Supplied material section start
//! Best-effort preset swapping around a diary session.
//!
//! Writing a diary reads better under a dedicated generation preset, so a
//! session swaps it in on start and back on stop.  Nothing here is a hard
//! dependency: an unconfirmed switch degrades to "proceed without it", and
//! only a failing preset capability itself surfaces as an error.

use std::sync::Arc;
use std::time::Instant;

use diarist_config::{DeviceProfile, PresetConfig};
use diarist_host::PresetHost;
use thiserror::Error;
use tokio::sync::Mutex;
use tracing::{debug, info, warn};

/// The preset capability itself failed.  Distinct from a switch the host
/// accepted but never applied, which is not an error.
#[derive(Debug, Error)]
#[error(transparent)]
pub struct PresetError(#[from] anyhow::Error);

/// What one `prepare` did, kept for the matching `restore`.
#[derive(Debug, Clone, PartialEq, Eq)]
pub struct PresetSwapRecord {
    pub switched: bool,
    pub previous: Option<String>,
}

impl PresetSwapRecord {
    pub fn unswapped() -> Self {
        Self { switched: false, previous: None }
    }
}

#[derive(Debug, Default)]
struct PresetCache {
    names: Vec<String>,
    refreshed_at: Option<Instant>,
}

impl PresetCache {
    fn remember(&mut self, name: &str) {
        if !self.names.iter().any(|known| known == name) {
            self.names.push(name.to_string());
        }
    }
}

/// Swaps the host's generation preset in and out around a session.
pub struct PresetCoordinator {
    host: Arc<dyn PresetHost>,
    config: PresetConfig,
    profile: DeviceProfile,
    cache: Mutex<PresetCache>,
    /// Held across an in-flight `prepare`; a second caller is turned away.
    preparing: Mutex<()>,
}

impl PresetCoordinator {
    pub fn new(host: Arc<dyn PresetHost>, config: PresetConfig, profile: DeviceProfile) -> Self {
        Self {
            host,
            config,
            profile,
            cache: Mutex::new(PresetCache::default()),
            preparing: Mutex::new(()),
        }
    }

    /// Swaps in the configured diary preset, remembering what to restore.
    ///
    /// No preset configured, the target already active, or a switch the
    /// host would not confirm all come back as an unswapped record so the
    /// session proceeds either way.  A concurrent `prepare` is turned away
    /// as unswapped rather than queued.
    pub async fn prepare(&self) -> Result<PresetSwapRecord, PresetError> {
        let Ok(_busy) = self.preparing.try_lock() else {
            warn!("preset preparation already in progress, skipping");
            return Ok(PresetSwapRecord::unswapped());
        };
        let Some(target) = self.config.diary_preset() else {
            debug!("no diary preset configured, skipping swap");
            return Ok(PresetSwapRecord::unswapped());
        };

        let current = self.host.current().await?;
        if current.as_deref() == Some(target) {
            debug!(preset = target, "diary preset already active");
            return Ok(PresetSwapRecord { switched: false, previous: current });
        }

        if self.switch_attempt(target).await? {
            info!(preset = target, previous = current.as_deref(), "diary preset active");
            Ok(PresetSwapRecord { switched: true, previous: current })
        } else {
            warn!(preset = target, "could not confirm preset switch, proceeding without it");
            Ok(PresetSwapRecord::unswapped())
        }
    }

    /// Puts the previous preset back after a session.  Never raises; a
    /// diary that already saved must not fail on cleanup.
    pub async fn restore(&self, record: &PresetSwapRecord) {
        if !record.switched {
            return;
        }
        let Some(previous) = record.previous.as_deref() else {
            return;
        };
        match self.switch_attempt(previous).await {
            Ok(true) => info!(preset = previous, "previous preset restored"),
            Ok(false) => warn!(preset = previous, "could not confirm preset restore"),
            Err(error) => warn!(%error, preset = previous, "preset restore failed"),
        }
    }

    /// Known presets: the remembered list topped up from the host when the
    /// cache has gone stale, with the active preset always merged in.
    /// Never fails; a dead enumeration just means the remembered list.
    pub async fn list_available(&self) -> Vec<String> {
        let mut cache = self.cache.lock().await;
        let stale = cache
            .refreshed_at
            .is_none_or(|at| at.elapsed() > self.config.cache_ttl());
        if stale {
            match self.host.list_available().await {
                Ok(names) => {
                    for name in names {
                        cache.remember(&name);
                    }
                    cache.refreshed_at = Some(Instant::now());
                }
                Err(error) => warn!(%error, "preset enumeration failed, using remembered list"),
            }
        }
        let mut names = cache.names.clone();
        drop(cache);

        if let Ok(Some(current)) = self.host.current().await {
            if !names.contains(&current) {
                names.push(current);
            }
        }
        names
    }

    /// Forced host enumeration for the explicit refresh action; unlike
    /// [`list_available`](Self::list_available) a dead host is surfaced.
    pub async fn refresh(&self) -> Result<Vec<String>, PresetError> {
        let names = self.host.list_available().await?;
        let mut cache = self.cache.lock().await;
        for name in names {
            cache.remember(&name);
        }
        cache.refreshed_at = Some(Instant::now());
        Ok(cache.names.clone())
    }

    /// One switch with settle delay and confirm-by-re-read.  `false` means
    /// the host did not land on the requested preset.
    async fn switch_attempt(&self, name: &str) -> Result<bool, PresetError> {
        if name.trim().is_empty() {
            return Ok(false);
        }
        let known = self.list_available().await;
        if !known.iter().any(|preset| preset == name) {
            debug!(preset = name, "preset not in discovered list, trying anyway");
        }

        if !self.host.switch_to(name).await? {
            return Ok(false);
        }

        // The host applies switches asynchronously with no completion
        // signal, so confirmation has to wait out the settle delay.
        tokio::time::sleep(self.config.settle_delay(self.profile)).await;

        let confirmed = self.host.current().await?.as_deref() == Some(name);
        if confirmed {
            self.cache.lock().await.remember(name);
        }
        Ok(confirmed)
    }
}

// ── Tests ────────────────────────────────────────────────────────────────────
Supplied material section end
**Task prompt**
Print only the lines from the top of the data above down to the line holding "use thiserror::Error;", inclusive.

**Solution for this task**
//! Best-effort preset swapping around a diary session.
//!
//! Writing a diary reads better under a dedicated generation preset, so a
//! session swaps it in on start and back on stop.  Nothing here is a hard
//! dependency: an unconfirmed switch degrades to "proceed without it", and
//! only a failing preset capability itself surfaces as an error.

use std::sync::Arc;
use std::time::Instant;

use diarist_config::{DeviceProfile, PresetConfig};
use diarist_host::PresetHost;
use thiserror::Error;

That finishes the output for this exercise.